Input data:

//! MIME type detection module
//!
//! Returns the corresponding Content-Type based on file extension.

use std::path::Path;

/// Fallback for unknown or missing extensions
pub const DEFAULT_CONTENT_TYPE: &str = "application/octet-stream";

/// Guess the Content-Type of a file from its extension (case-insensitive)
///
/// # Examples
/// ```
/// use std::path::Path;
/// use cors_serve::http::mime::guess_content_type;
/// assert_eq!(guess_content_type(Path::new("index.HTML")), "text/html; charset=utf-8");
/// assert_eq!(guess_content_type(Path::new("game.wasm")), "application/wasm");
/// assert_eq!(guess_content_type(Path::new("README")), "application/octet-stream");
/// ```
pub fn guess_content_type(path: &Path) -> &'static str {
    let ext = path
        .extension()
        .and_then(|e| e.to_str())
        .map(str::to_ascii_lowercase);
    content_type_for_extension(ext.as_deref())
}

/// Get MIME Content-Type for an already lower-cased extension
pub fn content_type_for_extension(extension: Option<&str>) -> &'static str {
    match extension {
        // Text
        Some("html" | "htm") => "text/html; charset=utf-8",
        Some("css") => "text/css",
        Some("txt" | "md" | "log") => "text/plain; charset=utf-8",
        Some("csv") => "text/csv",
        Some("xml") => "application/xml",

        // Scripts and data
        Some("js" | "mjs") => "text/javascript",
        Some("json" | "map") => "application/json",
        Some("wasm") => "application/wasm",

        // Images
        Some("png") => "image/png",
        Some("jpg" | "jpeg") => "image/jpeg",
        Some("gif") => "image/gif",
        Some("svg") => "image/svg+xml",
        Some("ico") => "image/vnd.microsoft.icon",
        Some("webp") => "image/webp",
        Some("avif") => "image/avif",
        Some("bmp") => "image/bmp",

        // Video
        Some("mp4") => "video/mp4",
        Some("webm") => "video/webm",
        Some("ogv") => "video/ogg",
        Some("mov") => "video/quicktime",

        // Audio
        Some("mp3") => "audio/mpeg",
        Some("wav") => "audio/wav",
        Some("ogg" | "oga") => "audio/ogg",
        Some("flac") => "audio/flac",

        // Fonts
        Some("woff") => "font/woff",
        Some("woff2") => "font/woff2",
        Some("ttf") => "font/ttf",
        Some("otf") => "font/otf",

        // Archives and binaries
        Some("pdf") => "application/pdf",
        Some("zip") => "application/zip",
        Some("gz") => "application/gzip",
        Some("tar") => "application/x-tar",

        _ => DEFAULT_CONTENT_TYPE,
    }
}

#[cfg(test)]
mod tests {
    use super::*;

    #[test]
    fn test_common_types() {
        assert_eq!(guess_content_type(Path::new("a.html")), "text/html; charset=utf-8");
        assert_eq!(guess_content_type(Path::new("a.css")), "text/css");
        assert_eq!(guess_content_type(Path::new("a.js")), "text/javascript");
        assert_eq!(guess_content_type(Path::new("a.json")), "application/json");
        assert_eq!(guess_content_type(Path::new("a.png")), "image/png");
        assert_eq!(guess_content_type(Path::new("dir/b.wasm")), "application/wasm");
    }

    #[test]
    fn test_extension_case_insensitive() {
        assert_eq!(guess_content_type(Path::new("LOGO.PNG")), "image/png");
    }

    #[test]
    fn test_unknown_extension() {
        assert_eq!(guess_content_type(Path::new("a.xyz")), DEFAULT_CONTENT_TYPE);
        assert_eq!(guess_content_type(Path::new("Makefile")), DEFAULT_CONTENT_TYPE);
        assert_eq!(content_type_for_extension(None), DEFAULT_CONTENT_TYPE);
    }
}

What is expected:
With "static" as the search string, filter the records and return each line that has it.

Result for this task:
pub fn guess_content_type(path: &Path) -> &'static str {
pub fn content_type_for_extension(extension: Option<&str>) -> &'static str {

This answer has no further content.